**Records for the exercise:**
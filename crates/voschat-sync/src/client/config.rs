//! Configuration for the chat client.

use crate::client::retry::BackoffConfig;
use std::time::Duration;

/// Configuration for the REST client and the realtime channel.
#[derive(Clone, Debug, PartialEq)]
pub struct ClientConfig {
    /// API base, e.g. `http://localhost:8080/api`.
    pub base_url: String,
    /// Realtime endpoint, e.g. `ws://localhost:8080/ws`.
    pub ws_url: String,
    /// Per-request timeout in milliseconds.
    pub request_timeout_ms: u64,
    /// TCP/TLS connect timeout in milliseconds, also bounds the WebSocket handshake.
    pub connect_timeout_ms: u64,
    /// User agent sent with every request.
    pub user_agent: String,
    /// Reconnect policy for the realtime channel.
    pub reconnect: BackoffConfig,
}

impl Default for ClientConfig {
    fn default() -> Self {
        ClientConfig {
            base_url: "http://localhost:8080/api".to_string(),
            ws_url: "ws://localhost:8080/ws".to_string(),
            request_timeout_ms: 30000,
            connect_timeout_ms: 10000,
            user_agent: concat!("voschat-sync/", env!("CARGO_PKG_VERSION")).to_string(),
            reconnect: BackoffConfig::default(),
        }
    }
}

impl ClientConfig {
    pub fn new(base_url: impl Into<String>, ws_url: impl Into<String>) -> Self {
        Self {
            base_url: base_url.into(),
            ws_url: ws_url.into(),
            ..Default::default()
        }
    }

    #[must_use]
    pub fn with_request_timeout(mut self, timeout: Duration) -> Self {
        self.request_timeout_ms = timeout.as_millis() as u64;
        self
    }

    #[must_use]
    pub fn with_connect_timeout(mut self, timeout: Duration) -> Self {
        self.connect_timeout_ms = timeout.as_millis() as u64;
        self
    }

    #[must_use]
    pub fn with_user_agent(mut self, user_agent: impl Into<String>) -> Self {
        self.user_agent = user_agent.into();
        self
    }

    #[must_use]
    pub fn with_reconnect(mut self, reconnect: BackoffConfig) -> Self {
        self.reconnect = reconnect;
        self
    }

    pub fn request_timeout(&self) -> Duration {
        Duration::from_millis(self.request_timeout_ms)
    }

    pub fn connect_timeout(&self) -> Duration {
        Duration::from_millis(self.connect_timeout_ms)
    }
}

**Aim of the task:** Up to and including the line with "timeout in milliseconds.", output each line of the entries above exactly, starting from the first.

**Solved exercise:**
filename crates/voschat-sync/src/client/config.rs
//! Configuration for the chat client.

use crate::client::retry::BackoffConfig;
use std::time::Duration;

/// Configuration for the REST client and the realtime channel.
#[derive(Clone, Debug, PartialEq)]
pub struct ClientConfig {
    /// API base, e.g. `http://localhost:8080/api`.
    pub base_url: String,
    /// Realtime endpoint, e.g. `ws://localhost:8080/ws`.
    pub ws_url: String,
    /// Per-request timeout in milliseconds.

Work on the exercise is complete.